Diphenyl(1-pyridyl)phosphine sulfide as a ligand in mono- and binuclear coinage metal complexes

Diphenyl(1-pyridyl)phosphine sulfide, Ph₂pyPS, 1, gives a 1:1 complex (2) with AuCl upon treatment with (C₄H₈S)AuCl. According to an X-ray diffraction analysis, this compound is isomorphous with the Ph₃PS complex. [Ph₃PAu]BF₄ and 1 give the cationic complex [Ph₃PAuSPPyPh₂]BF₄ (3). With two equivalents of the same reagent the binuclear complex 4 is generated, in which the metal atoms are S- and N-bonded.
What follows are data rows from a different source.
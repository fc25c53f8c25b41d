//! Scenario files.
//!
//! A scenario deploys the contracts once and then replays a list of
//! invocations in order:
//!
//! ```toml
//! [deploy]
//! inner_ring = ["02aa...", "03bb..."]
//!
//! [[step]]
//! height = 1
//! signers = ["02aa..."]
//! op = "new_epoch"
//! epoch = 1
//! ```

use std::path::Path;

use anyhow::{Context, Result};
use neofs_primitives::PublicKey;
use serde::Deserialize;

/// Parsed scenario file.
#[derive(Debug, Clone, Deserialize)]
pub struct Scenario {
    pub deploy: Deployment,
    #[serde(default, rename = "step")]
    pub steps: Vec<Step>,
}

impl Scenario {
    pub fn from_toml_str(text: &str) -> Result<Self> {
        toml::from_str(text).context("invalid scenario")
    }

    pub fn load<P: AsRef<Path>>(path: P) -> Result<Self> {
        let path = path.as_ref();
        let text = std::fs::read_to_string(path)
            .with_context(|| format!("cannot read scenario {}", path.display()))?;
        Self::from_toml_str(&text).with_context(|| format!("in {}", path.display()))
    }
}

/// Contract state installed before the first step.
#[derive(Debug, Clone, Deserialize)]
pub struct Deployment {
    pub inner_ring: Vec<PublicKey>,

    /// Initial configuration as `[key, value]` pairs.
    #[serde(default)]
    pub config: Vec<[String; 2]>,

    #[serde(default)]
    pub alphabet: Option<AlphabetDeployment>,
}

#[derive(Debug, Clone, Deserialize)]
pub struct AlphabetDeployment {
    pub name: String,
    pub index: u64,
    pub total: u64,

    /// Whether the host accepts validator votes.
    #[serde(default = "default_accept_votes")]
    pub accept_votes: bool,
}

fn default_accept_votes() -> bool {
    true
}

/// One invocation.
#[derive(Debug, Clone, Deserialize)]
pub struct Step {
    pub height: u64,

    /// Keys whose witnesses the invocation carries.
    #[serde(default)]
    pub signers: Vec<PublicKey>,

    #[serde(flatten)]
    pub operation: Operation,
}

/// Contract entry point called by a step.
///
/// Byte arguments are hex, configuration keys and values are UTF-8 text.
#[derive(Debug, Clone, PartialEq, Eq, Deserialize)]
#[serde(tag = "op", rename_all = "snake_case")]
pub enum Operation {
    AddPeer {
        node_info: String,
    },
    UpdateState {
        state: u8,
        public_key: String,
    },
    NewEpoch {
        epoch: u64,
    },
    UpdateInnerRing {
        keys: Vec<PublicKey>,
    },
    SetConfig {
        id: String,
        key: String,
        value: String,
    },
    Register {
        node_info: String,
        voter: PublicKey,
    },
    Deregister {
        public_key: PublicKey,
        voter: PublicKey,
    },
    ProposeAdvance {
        epoch: u64,
        voter: PublicKey,
    },
    PruneBallots,
    Vote {
        epoch: u64,
        candidates: Vec<PublicKey>,
    },
    Epoch,
    Netmap,
    Snapshot {
        diff: i64,
    },
    SnapshotByEpoch {
        epoch: u64,
    },
    InnerRing,
    Config {
        key: String,
    },
    ListConfig,
    WorkingView,
}

impl Operation {
    /// Contract method name, as shown in reports.
    pub fn method(&self) -> &'static str {
        match self {
            Operation::AddPeer { .. } => "addPeer",
            Operation::UpdateState { .. } => "updateState",
            Operation::NewEpoch { .. } => "newEpoch",
            Operation::UpdateInnerRing { .. } => "updateInnerRing",
            Operation::SetConfig { .. } => "setConfig",
            Operation::Register { .. } => "register",
            Operation::Deregister { .. } => "deregister",
            Operation::ProposeAdvance { .. } => "proposeAdvance",
            Operation::PruneBallots => "pruneBallots",
            Operation::Vote { .. } => "vote",
            Operation::Epoch => "epoch",
            Operation::Netmap => "netmap",
            Operation::Snapshot { .. } => "snapshot",
            Operation::SnapshotByEpoch { .. } => "snapshotByEpoch",
            Operation::InnerRing => "innerRingList",
            Operation::Config { .. } => "config",
            Operation::ListConfig => "listConfig",
            Operation::WorkingView => "workingView",
        }
    }
}

#[cfg(test)]
mod tests {
    use super::*;

    fn key_hex(prefix: &str, fill: &str) -> String {
        format!("{prefix}{}", fill.repeat(32))
    }

    #[test]
    fn parses_steps_in_order() {
        let (key_a, key_b) = (key_hex("02", "aa"), key_hex("03", "bb"));
        let text = format!(
            r#"
            [deploy]
            inner_ring = ["{key_a}", "{key_b}"]
            config = [["MaxObjectSize", "64"]]

            [[step]]
            height = 1
            signers = ["{key_a}"]
            op = "new_epoch"
            epoch = 1

            [[step]]
            height = 2
            op = "snapshot"
            diff = -1

            [[step]]
            height = 3
            op = "list_config"
            "#
        );
        let scenario = Scenario::from_toml_str(&text).unwrap();

        assert_eq!(scenario.deploy.inner_ring.len(), 2);
        assert_eq!(scenario.deploy.config[0][0], "MaxObjectSize");
        assert!(scenario.deploy.alphabet.is_none());
        assert_eq!(scenario.steps.len(), 3);
        assert_eq!(scenario.steps[0].operation, Operation::NewEpoch { epoch: 1 });
        assert_eq!(scenario.steps[0].signers[0], PublicKey::parse(&key_a).unwrap());
        assert_eq!(scenario.steps[1].operation, Operation::Snapshot { diff: -1 });
        assert!(scenario.steps[1].signers.is_empty());
        assert_eq!(scenario.steps[2].operation.method(), "listConfig");
    }

    #[test]
    fn alphabet_accepts_votes_by_default() {
        let key_a = key_hex("02", "aa");
        let text = format!(
            r#"
            [deploy]
            inner_ring = ["{key_a}"]
            alphabet = {{ name = "az", index = 0, total = 1 }}
            "#
        );
        let scenario = Scenario::from_toml_str(&text).unwrap();
        let alphabet = scenario.deploy.alphabet.unwrap();
        assert_eq!(alphabet.name, "az");
        assert!(alphabet.accept_votes);
        assert!(scenario.steps.is_empty());
    }

    #[test]
    fn rejects_unknown_operation() {
        let key_a = key_hex("02", "aa");
        let text = format!(
            r#"
            [deploy]
            inner_ring = ["{key_a}"]

            [[step]]
            height = 1
            op = "transfer"
            "#
        );
        assert!(Scenario::from_toml_str(&text).is_err());
    }

    #[test]
    fn rejects_malformed_key() {
        let text = r#"
            [deploy]
            inner_ring = ["04abcd"]
        "#;
        assert!(Scenario::from_toml_str(text).is_err());
    }
}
The reaction of 2 equivalents of 1 with [(tetrahydrothiophene)₂Au]ClO₄ affords the 2:1 complex 5 with the gold atom exclusively S-bonded. The analogous reaction with AgBF₄ gives the 2:1 complex 6, the structure of which has also been determined by X-ray diffraction. The silver atom is engaged in coordinative bonding with both sulfur and both nitrogen atoms in a quasi-tetrahedral environment. Addition of AgClO₄ to compound 5, and of [(MeCN)₄Cu]BF₄ to 6, gives mixed-metal complexes (7, 8) with head-to-head structures, the silver atoms being exclusively S-bonded.